◆ **DIRECTIONS FOR THIS TASK**
Produce the records again in full, exactly as shown below.

:: DATA FOR THE TASK

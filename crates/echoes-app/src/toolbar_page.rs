//! Document shown in the bottom toolbar webview.

/// A single refresh button. Clicking it posts `{"kind":"refresh"}`.
pub const TOOLBAR_HTML: &str = r#"<!doctype html>
<html>
<head>
<meta charset="utf-8">
<meta name="viewport" content="width=device-width, initial-scale=1">
<style>
  html, body { margin: 0; height: 100%; overflow: hidden; }
  body {
    display: flex; align-items: center; justify-content: center;
    background: #ffffff; border-top: 1px solid #e0e0e0;
    font-family: system-ui, sans-serif; user-select: none;
  }
  button {
    display: flex; align-items: center; gap: 6px;
    border: none; background: transparent; color: #333333;
    font-size: 15px; padding: 8px 16px; border-radius: 18px; cursor: pointer;
  }
  button:hover { background: #f0f0f0; }
  button:active { background: #e0e0e0; }
</style>
</head>
<body>
<button id="refresh" type="button" aria-label="Refresh">
  <svg width="20" height="20" viewBox="0 0 24 24" aria-hidden="true">
    <path fill="currentColor" d="M17.65 6.35A7.96 7.96 0 0 0 12 4a8 8 0 1 0 7.73 10h-2.08A6 6 0 1 1 12 6c1.66 0 3.14.69 4.22 1.78L13 11h7V4l-2.35 2.35z"/>
  </svg>
  <span>Refresh</span>
</button>
<script>
  document.getElementById("refresh").addEventListener("click", function () {
    window.ipc.postMessage(JSON.stringify({ kind: "refresh" }));
  });
</script>
</body>
</html>
"#;

#[cfg(test)]
mod tests {
    use super::*;
    use echoes_browser::PageMessage;
    use echoes_browser::ipc::parse_message;

    #[test]
    fn refresh_button_posts_refresh_message() {
        assert!(TOOLBAR_HTML.contains(r#"kind: "refresh""#));
        assert_eq!(
            parse_message(r#"{"kind":"refresh"}"#).unwrap(),
            PageMessage::Refresh
        );
    }
}
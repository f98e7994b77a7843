//! Error types for the Echoes host.

use std::io;

/// Errors produced by the Echoes host.
#[derive(Debug, thiserror::Error)]
pub enum EchoesError {
    #[error("surface error: {0}")]
    Surface(String),

    #[error("dispatch error: {0}")]
    Dispatch(String),

    #[error("picker error: {0}")]
    Picker(String),

    #[error("bridge error: {0}")]
    Bridge(String),

    #[error("config error: {0}")]
    Config(String),

    #[error("I/O error: {0}")]
    Io(#[from] io::Error),

    #[error("JSON error: {0}")]
    Json(#[from] serde_json::Error),

    #[error("URL parse error: {0}")]
    Url(#[from] url::ParseError),
}

/// Convenience alias.
pub type Result<T> = std::result::Result<T, EchoesError>;
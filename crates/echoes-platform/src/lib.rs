//! Service traits the host core drives.
//!
//! The rendering engine, the OS URL dispatcher, the system file picker and
//! the toolbar animation are external collaborators. Each is a trait here so
//! the core can be exercised without a webview.

pub mod services;

pub use echoes_types::event::PickerRequest;
pub use services::{
    DefaultBackHandler, FilePicker, NoFilePicker, RenderingSurface, ToolbarAnimator,
    UrlDispatcher,
};
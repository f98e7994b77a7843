//! The content webview as a [`RenderingSurface`].

use std::borrow::Cow;

use echoes_browser::SessionHistory;
use echoes_browser::ipc::resolve_files_script;
use echoes_platform::RenderingSurface;
use echoes_types::error::{EchoesError, Result};
use wry::http::header::{ACCESS_CONTROL_ALLOW_ORIGIN, CACHE_CONTROL, CONTENT_TYPE};
use wry::http::{HeaderValue, Response, StatusCode};
use wry::{Rect, WebView};

use crate::files::PickedFiles;

fn surface_err(e: wry::Error) -> EchoesError {
    EchoesError::Surface(e.to_string())
}

/// Content webview plus the session history wry does not expose.
pub struct ContentSurface {
    webview: WebView,
    history: SessionHistory,
}

impl ContentSurface {
    pub fn new(webview: WebView) -> Self {
        Self {
            webview,
            history: SessionHistory::new(),
        }
    }

    /// A top-level load started.
    pub fn record(&mut self, url: &str) {
        self.history.record(url);
    }

    /// The page bridge reported its position in the origin's history.
    pub fn set_page_index(&mut self, index: u32) {
        self.history.set_page_index(index);
    }

    /// Complete page file request `id`.
    pub fn resolve_files(&self, id: u64, uris: &[String]) {
        if let Err(e) = self.webview.evaluate_script(&resolve_files_script(id, uris)) {
            log::warn!("could not deliver files for request {id}: {e}");
        }
    }

    pub fn set_bounds(&self, bounds: Rect) {
        if let Err(e) = self.webview.set_bounds(bounds) {
            log::warn!("content relayout failed: {e}");
        }
    }
}

impl RenderingSurface for ContentSurface {
    fn load_url(&mut self, url: &str) -> Result<()> {
        self.webview.load_url(url).map_err(surface_err)
    }

    fn reload(&mut self) -> Result<()> {
        self.webview.reload().map_err(surface_err)
    }

    fn can_go_back(&self) -> bool {
        self.history.can_go_back()
    }

    fn go_back(&mut self) -> Result<()> {
        let step = self
            .history
            .begin_back()
            .ok_or_else(|| EchoesError::Surface("no history entry to go back to".into()))?;
        log::debug!("going back: {step:?}");
        self.webview
            .evaluate_script("history.back();")
            .map_err(surface_err)
    }
}

// ---------------------------------------------------------------------------
// echoes-file protocol
// ---------------------------------------------------------------------------

/// Response for a picked-file request path (`/<token>/<name>`).
pub fn picked_file_response(files: &PickedFiles, path: &str) -> Response<Cow<'static, [u8]>> {
    let (status, mime, body) = match files.read(path) {
        Ok((bytes, mime)) => (StatusCode::OK, mime, bytes),
        Err(e) => {
            log::warn!("picked file unavailable: {e}");
            (StatusCode::NOT_FOUND, "text/plain", Vec::new())
        },
    };

    let mut response = Response::new(Cow::Owned(body));
    *response.status_mut() = status;
    let headers = response.headers_mut();
    headers.insert(CONTENT_TYPE, HeaderValue::from_static(mime));
    headers.insert(ACCESS_CONTROL_ALLOW_ORIGIN, HeaderValue::from_static("*"));
    headers.insert(CACHE_CONTROL, HeaderValue::from_static("no-store"));
    response
}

::::

◆ **RESPONSE BELOW**
filename crates/echoes-app/src/toolbar_page.rs
//! Document shown in the bottom toolbar webview.

/// A single refresh button. Clicking it posts `{"kind":"refresh"}`.
pub const TOOLBAR_HTML: &str = r#"<!doctype html>
<html>
<head>
<meta charset="utf-8">
<meta name="viewport" content="width=device-width, initial-scale=1">
<style>
  html, body { margin: 0; height: 100%; overflow: hidden; }
  body {
    display: flex; align-items: center; justify-content: center;
    background: #ffffff; border-top: 1px solid #e0e0e0;
    font-family: system-ui, sans-serif; user-select: none;
  }
  button {
    display: flex; align-items: center; gap: 6px;
    border: none; background: transparent; color: #333333;
    font-size: 15px; padding: 8px 16px; border-radius: 18px; cursor: pointer;
  }
  button:hover { background: #f0f0f0; }
  button:active { background: #e0e0e0; }
</style>
</head>
<body>
<button id="refresh" type="button" aria-label="Refresh">
  <svg width="20" height="20" viewBox="0 0 24 24" aria-hidden="true">
    <path fill="currentColor" d="M17.65 6.35A7.96 7.96 0 0 0 12 4a8 8 0 1 0 7.73 10h-2.08A6 6 0 1 1 12 6c1.66 0 3.14.69 4.22 1.78L13 11h7V4l-2.35 2.35z"/>
  </svg>
  <span>Refresh</span>
</button>
<script>
  document.getElementById("refresh").addEventListener("click", function () {
    window.ipc.postMessage(JSON.stringify({ kind: "refresh" }));
  });
</script>
</body>
</html>
"#;

#[cfg(test)]
mod tests {
    use super::*;
    use echoes_browser::PageMessage;
    use echoes_browser::ipc::parse_message;

    #[test]
    fn refresh_button_posts_refresh_message() {
        assert!(TOOLBAR_HTML.contains(r#"kind: "refresh""#));
        assert_eq!(
            parse_message(r#"{"kind":"refresh"}"#).unwrap(),
            PageMessage::Refresh
        );
    }
}
repository f98e7994b77a7843
//! Error types for the Echoes host.

use std::io;

/// Errors produced by the Echoes host.
#[derive(Debug, thiserror::Error)]
pub enum EchoesError {
    #[error("surface error: {0}")]
    Surface(String),

    #[error("dispatch error: {0}")]
    Dispatch(String),

    #[error("picker error: {0}")]
    Picker(String),

    #[error("bridge error: {0}")]
    Bridge(String),

    #[error("config error: {0}")]
    Config(String),

    #[error("I/O error: {0}")]
    Io(#[from] io::Error),

    #[error("JSON error: {0}")]
    Json(#[from] serde_json::Error),

    #[error("URL parse error: {0}")]
    Url(#[from] url::ParseError),
}

/// Convenience alias.
pub type Result<T> = std::result::Result<T, EchoesError>;
filename crates/echoes-platform/src/lib.rs
//! Service traits the host core drives.
//!
//! The rendering engine, the OS URL dispatcher, the system file picker and
//! the toolbar animation are external collaborators. Each is a trait here so
//! the core can be exercised without a webview.

pub mod services;

pub use echoes_types::event::PickerRequest;
pub use services::{
    DefaultBackHandler, FilePicker, NoFilePicker, RenderingSurface, ToolbarAnimator,
    UrlDispatcher,
};
repository f98e7994b77a7843
//! The content webview as a [`RenderingSurface`].

use std::borrow::Cow;

use echoes_browser::SessionHistory;
use echoes_browser::ipc::resolve_files_script;
use echoes_platform::RenderingSurface;
use echoes_types::error::{EchoesError, Result};
use wry::http::header::{ACCESS_CONTROL_ALLOW_ORIGIN, CACHE_CONTROL, CONTENT_TYPE};
use wry::http::{HeaderValue, Response, StatusCode};
use wry::{Rect, WebView};

use crate::files::PickedFiles;

fn surface_err(e: wry::Error) -> EchoesError {
    EchoesError::Surface(e.to_string())
}

/// Content webview plus the session history wry does not expose.
pub struct ContentSurface {
    webview: WebView,
    history: SessionHistory,
}

impl ContentSurface {
    pub fn new(webview: WebView) -> Self {
        Self {
            webview,
            history: SessionHistory::new(),
        }
    }

    /// A top-level load started.
    pub fn record(&mut self, url: &str) {
        self.history.record(url);
    }

    /// The page bridge reported its position in the origin's history.
    pub fn set_page_index(&mut self, index: u32) {
        self.history.set_page_index(index);
    }

    /// Complete page file request `id`.
    pub fn resolve_files(&self, id: u64, uris: &[String]) {
        if let Err(e) = self.webview.evaluate_script(&resolve_files_script(id, uris)) {
            log::warn!("could not deliver files for request {id}: {e}");
        }
    }

    pub fn set_bounds(&self, bounds: Rect) {
        if let Err(e) = self.webview.set_bounds(bounds) {
            log::warn!("content relayout failed: {e}");
        }
    }
}

impl RenderingSurface for ContentSurface {
    fn load_url(&mut self, url: &str) -> Result<()> {
        self.webview.load_url(url).map_err(surface_err)
    }

    fn reload(&mut self) -> Result<()> {
        self.webview.reload().map_err(surface_err)
    }

    fn can_go_back(&self) -> bool {
        self.history.can_go_back()
    }

    fn go_back(&mut self) -> Result<()> {
        let step = self
            .history
            .begin_back()
            .ok_or_else(|| EchoesError::Surface("no history entry to go back to".into()))?;
        log::debug!("going back: {step:?}");
        self.webview
            .evaluate_script("history.back();")
            .map_err(surface_err)
    }
}

// ---------------------------------------------------------------------------
// echoes-file protocol
// ---------------------------------------------------------------------------

/// Response for a picked-file request path (`/<token>/<name>`).
pub fn picked_file_response(files: &PickedFiles, path: &str) -> Response<Cow<'static, [u8]>> {
    let (status, mime, body) = match files.read(path) {
        Ok((bytes, mime)) => (StatusCode::OK, mime, bytes),
        Err(e) => {
            log::warn!("picked file unavailable: {e}");
            (StatusCode::NOT_FOUND, "text/plain", Vec::new())
        },
    };

    let mut response = Response::new(Cow::Owned(body));
    *response.status_mut() = status;
    let headers = response.headers_mut();
    headers.insert(CONTENT_TYPE, HeaderValue::from_static(mime));
    headers.insert(ACCESS_CONTROL_ALLOW_ORIGIN, HeaderValue::from_static("*"));
    headers.insert(CACHE_CONTROL, HeaderValue::from_static("no-store"));
    response
}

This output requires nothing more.